Ontario’s decision to move more hospital-based services to the community is a sensible and laudable policy that has to be backed up with appropriate safety and quality regulation, as well as reimbursement practices.
In the last couple of years, in the face of clear, published evidence of quality problems in at least some private clinics conducting procedures in Ontario, the Ontario College of Physicians and Surgeons (CPSO) wisely introduced an important tool in the regulation of physicians working in “out of hospital premises” (OOHP), now regulated under the Medicine Act. A number of “Standards” are associated with the regulation, which cover a range of obligations for the designated Medical Director and Most Responsible Physicians operating in the clinic. This has led to the inspection of multiple clinic settings where physicians practice and a significant and important push to raise standards for those clinics that were deficient.
Recent stories by Theresa Boyle in the Toronto Star have highlighted several serious Hepatitis-C infections acquired in 3 private endoscopy clinics in Ontario over the last 3 years (Downsview Endoscopy Clinic, North Scarborough Endoscopy Clinic, the Ontario Endoscopy Clinic). The Rothbart pain clinic also appears to have infected nine patients with bacteria following epidural injections, which caused serious harm including epidural abscess, incontinence and meningitis. The disclosure of these recent serious harms to a number of individuals across different clinic settings raises questions about the adequacy of infection control in some community clinics and the need to strengthen the current standards with respect to four points.
Happily, Health Minister Hoskins has stepped up to the plate this past Saturday with clarity and created an imperative for transparency from both the CPSO and the local Public Health authorities when it comes to identifying the clinic status and reporting their performance publicly.
Here are four areas to consider for the ministry in their commitment to deepen the transparency commitment in legislation.
1. Raise the standard of infection control
It appears that in a number of these clinics, infection control procedures were not adequate. A revisiting of the existing CPSO standard for safe injection and infection control is warranted to raise the standard and not see standards as a ‘middle road’. The use of multi-dose vials in outpatient settings are associated with “frequent and recurring infectious transmission risk” according to Public Health Ontario and other sources. The CDC notes that although multi-dose vials can be used for more than one patient, ideally they should be used for only one patient to maximize safety. Such calls have been repeated elsewhere. Raising the ‘standard’ by making the safer choice easier is the prudent course here.
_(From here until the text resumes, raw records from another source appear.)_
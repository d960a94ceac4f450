use serde::{Deserialize, Serialize};

/// Stored account. `password` holds an argon2 PHC string, never plaintext.
#[derive(Debug, Clone, PartialEq, Eq, Serialize, Deserialize)]
pub struct User {
    #[serde(rename = "_id")]
    pub id: String,
    pub username: String,
    pub password: String,
}

/// The `{id, username}` pair carried by a session token.
#[derive(Debug, Clone, PartialEq, Eq, Serialize, Deserialize)]
pub struct Identity {
    pub id: String,
    pub username: String,
}

impl From<&User> for Identity {
    fn from(user: &User) -> Self {
        Self {
            id: user.id.clone(),
            username: user.username.clone(),
        }
    }
}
2. Robust public reporting and disclosure
We know that public reporting and disclosure of safety and quality performance in hospital settings drive improvements in care, largely by appealing to the natural instincts of physicians and program leaders to do a better job. All hospitals in Ontario are required to report on hospital acquired infections and individual data can be viewed, with ease, on the Health Quality Ontario website. It is unclear why the CPSO has so little detailed information on investigations on its public website but happily this may be about to change with Minister Hoskins intervention. In community clinics we need a ‘standard’ to post publicly simple indicators of quality, such as infection control and adverse events on each clinic website as a Standard of Care. The ‘standard’ of practice in such clinics should be public reporting on their own or through the college. In association with regular inspection, public reporting is key to keeping everyone honest and on their toes for safety and quality.
3. Identify clearly who is responsible for follow-up, notification and recall
Precisely who is responsible for the orderly notification and recall of potentially affected patients who may have been exposed to an infection at an OOHP clinic? That responsibility is anything but clear based on the cases mentioned in The Toronto Star. Once again the logically responsible entity is the clinic itself, with assistance from public health for tracing and follow-up. This is not specified in the current standard and as a consequence patients who may have been infected may remain totally unaware. Some clarity on follow-up and notification in the proposed legislative reform is a sensible idea.
4. Do not reimburse procedures that harm patients
Most, but not all, services provided in community clinics are reimbursed directly to the physicians or the corporate entity who owns them. In the UK and US, many preventable, hospital-acquired infections constitute “never events” which are not reimbursed by public and many private payers. The UK List includes wrongly prepared injectable medication. “Never events” were introduced by Ken Kizer when he was leading the National Quality Forum in the US. Ontario to the best of my knowledge has never adopted a ‘never events’ list for non-reimbursement, even though the case was made to do so during the creation of Health Quality Ontario. The Ontario MOHLTC should reconsider a “never events” list, given the number of other jurisdictions who have generated safety improvements associated with public reporting and non-reimbursement for these adverse events. In 2003 Minnesota became the first American state to report serious adverse health events. In 2013 in Minnesota registered the largest decrease in these events since the inception of the reporting system.
The shift towards more community service providers doing out of hospital procedures and working in potentially more efficient environments must be accompanied by a learning culture of safety and quality regulation. These recent serious and preventable injuries create a moment of opportunity to strengthen safety in these community clinics. Let’s hope that Minister Hoskins can seize the moment and implement a new standard of safety in these clinics.